=== Begin Enclosure ===

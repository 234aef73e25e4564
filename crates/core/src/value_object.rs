//! Value objects: equality by value, not identity.
//!
//! Value objects are domain objects that have **no identity** - they are defined entirely
//! by their attribute values. Two value objects with the same values are considered equal.

use serde::{Deserialize, Serialize};

use crate::error::{ErrorKey, Rule};
use crate::validation::check;

/// Marker trait for value objects.
///
/// Value objects are **immutable** and **compared by value**. To "modify" one,
/// build a new one; construction is where validation happens, so an existing
/// value object is always valid.
///
/// ## Value Object vs Entity
///
/// - **Value Object**: No identity (two value objects with same values are equal)
/// - **Entity**: Has identity (two entities with same ID are the same entity)
pub trait ValueObject: Clone + Eq + core::fmt::Debug {}

/// Implements the string plumbing shared by the text value objects.
macro_rules! impl_text_value_object {
    ($t:ident, $default_field:literal) => {
        impl $t {
            pub fn as_str(&self) -> &str {
                &self.0
            }
        }

        impl ValueObject for $t {}

        impl core::fmt::Display for $t {
            fn fmt(&self, f: &mut core::fmt::Formatter<'_>) -> core::fmt::Result {
                f.write_str(&self.0)
            }
        }

        impl AsRef<str> for $t {
            fn as_ref(&self) -> &str {
                &self.0
            }
        }

        impl TryFrom<&str> for $t {
            type Error = ErrorKey;

            fn try_from(value: &str) -> Result<Self, Self::Error> {
                Self::parse($default_field, value)
            }
        }

        impl TryFrom<String> for $t {
            type Error = ErrorKey;

            fn try_from(value: String) -> Result<Self, Self::Error> {
                Self::parse($default_field, &value)
            }
        }

        impl From<$t> for String {
            fn from(value: $t) -> Self {
                value.0
            }
        }
    };
}

/// Business code, e.g. `WH-01.A`.
///
/// Trimmed, upper-cased, 1..=32 characters from `[A-Z0-9._-]`.
#[derive(Debug, Clone, PartialEq, Eq, Hash, PartialOrd, Ord, Serialize, Deserialize)]
#[serde(try_from = "String", into = "String")]
pub struct Code(String);

impl Code {
    pub const MAX_LEN: usize = 32;

    /// Validate `raw`, reporting failures against `field`.
    pub fn parse(field: &'static str, raw: &str) -> Result<Self, ErrorKey> {
        let value = check::not_blank(field, raw)?;
        let value = check::max_len(field, value, Self::MAX_LEN)?;
        if !value
            .chars()
            .all(|c| c.is_ascii_alphanumeric() || matches!(c, '-' | '_' | '.'))
        {
            return Err(ErrorKey::new(field, Rule::InvalidFormat));
        }
        Ok(Self(value.to_ascii_uppercase()))
    }
}

impl_text_value_object!(Code, "Code");

/// Display name. Trimmed, 1..=128 characters.
#[derive(Debug, Clone, PartialEq, Eq, Hash, PartialOrd, Ord, Serialize, Deserialize)]
#[serde(try_from = "String", into = "String")]
pub struct Name(String);

impl Name {
    pub const MAX_LEN: usize = 128;

    pub fn parse(field: &'static str, raw: &str) -> Result<Self, ErrorKey> {
        let value = check::not_blank(field, raw)?;
        let value = check::max_len(field, value, Self::MAX_LEN)?;
        Ok(Self(value.to_owned()))
    }
}

impl_text_value_object!(Name, "Name");

/// Free-text description. Trimmed, 1..=256 characters.
#[derive(Debug, Clone, PartialEq, Eq, Hash, Serialize, Deserialize)]
#[serde(try_from = "String", into = "String")]
pub struct ShortDescription(String);

impl ShortDescription {
    pub const MAX_LEN: usize = 256;

    pub fn parse(field: &'static str, raw: &str) -> Result<Self, ErrorKey> {
        let value = check::not_blank(field, raw)?;
        let value = check::max_len(field, value, Self::MAX_LEN)?;
        Ok(Self(value.to_owned()))
    }
}

impl_text_value_object!(ShortDescription, "Description");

=== End Enclosure ===

--- TASK DETAILS ---
All of the entries above need to be output again exactly.

--- EXERCISE SOLUTION ---
repository 234aef73e25e4564
filename crates/core/src/value_object.rs
//! Value objects: equality by value, not identity.
//!
//! Value objects are domain objects that have **no identity** - they are defined entirely
//! by their attribute values. Two value objects with the same values are considered equal.

use serde::{Deserialize, Serialize};

use crate::error::{ErrorKey, Rule};
use crate::validation::check;

/// Marker trait for value objects.
///
/// Value objects are **immutable** and **compared by value**. To "modify" one,
/// build a new one; construction is where validation happens, so an existing
/// value object is always valid.
///
/// ## Value Object vs Entity
///
/// - **Value Object**: No identity (two value objects with same values are equal)
/// - **Entity**: Has identity (two entities with same ID are the same entity)
pub trait ValueObject: Clone + Eq + core::fmt::Debug {}

/// Implements the string plumbing shared by the text value objects.
macro_rules! impl_text_value_object {
    ($t:ident, $default_field:literal) => {
        impl $t {
            pub fn as_str(&self) -> &str {
                &self.0
            }
        }

        impl ValueObject for $t {}

        impl core::fmt::Display for $t {
            fn fmt(&self, f: &mut core::fmt::Formatter<'_>) -> core::fmt::Result {
                f.write_str(&self.0)
            }
        }

        impl AsRef<str> for $t {
            fn as_ref(&self) -> &str {
                &self.0
            }
        }

        impl TryFrom<&str> for $t {
            type Error = ErrorKey;

            fn try_from(value: &str) -> Result<Self, Self::Error> {
                Self::parse($default_field, value)
            }
        }

        impl TryFrom<String> for $t {
            type Error = ErrorKey;

            fn try_from(value: String) -> Result<Self, Self::Error> {
                Self::parse($default_field, &value)
            }
        }

        impl From<$t> for String {
            fn from(value: $t) -> Self {
                value.0
            }
        }
    };
}

/// Business code, e.g. `WH-01.A`.
///
/// Trimmed, upper-cased, 1..=32 characters from `[A-Z0-9._-]`.
#[derive(Debug, Clone, PartialEq, Eq, Hash, PartialOrd, Ord, Serialize, Deserialize)]
#[serde(try_from = "String", into = "String")]
pub struct Code(String);

impl Code {
    pub const MAX_LEN: usize = 32;

    /// Validate `raw`, reporting failures against `field`.
    pub fn parse(field: &'static str, raw: &str) -> Result<Self, ErrorKey> {
        let value = check::not_blank(field, raw)?;
        let value = check::max_len(field, value, Self::MAX_LEN)?;
        if !value
            .chars()
            .all(|c| c.is_ascii_alphanumeric() || matches!(c, '-' | '_' | '.'))
        {
            return Err(ErrorKey::new(field, Rule::InvalidFormat));
        }
        Ok(Self(value.to_ascii_uppercase()))
    }
}

impl_text_value_object!(Code, "Code");

/// Display name. Trimmed, 1..=128 characters.
#[derive(Debug, Clone, PartialEq, Eq, Hash, PartialOrd, Ord, Serialize, Deserialize)]
#[serde(try_from = "String", into = "String")]
pub struct Name(String);

impl Name {
    pub const MAX_LEN: usize = 128;

    pub fn parse(field: &'static str, raw: &str) -> Result<Self, ErrorKey> {
        let value = check::not_blank(field, raw)?;
        let value = check::max_len(field, value, Self::MAX_LEN)?;
        Ok(Self(value.to_owned()))
    }
}

impl_text_value_object!(Name, "Name");

/// Free-text description. Trimmed, 1..=256 characters.
#[derive(Debug, Clone, PartialEq, Eq, Hash, Serialize, Deserialize)]
#[serde(try_from = "String", into = "String")]
pub struct ShortDescription(String);

impl ShortDescription {
    pub const MAX_LEN: usize = 256;

    pub fn parse(field: &'static str, raw: &str) -> Result<Self, ErrorKey> {
        let value = check::not_blank(field, raw)?;
        let value = check::max_len(field, value, Self::MAX_LEN)?;
        Ok(Self(value.to_owned()))
    }
}

impl_text_value_object!(ShortDescription, "Description");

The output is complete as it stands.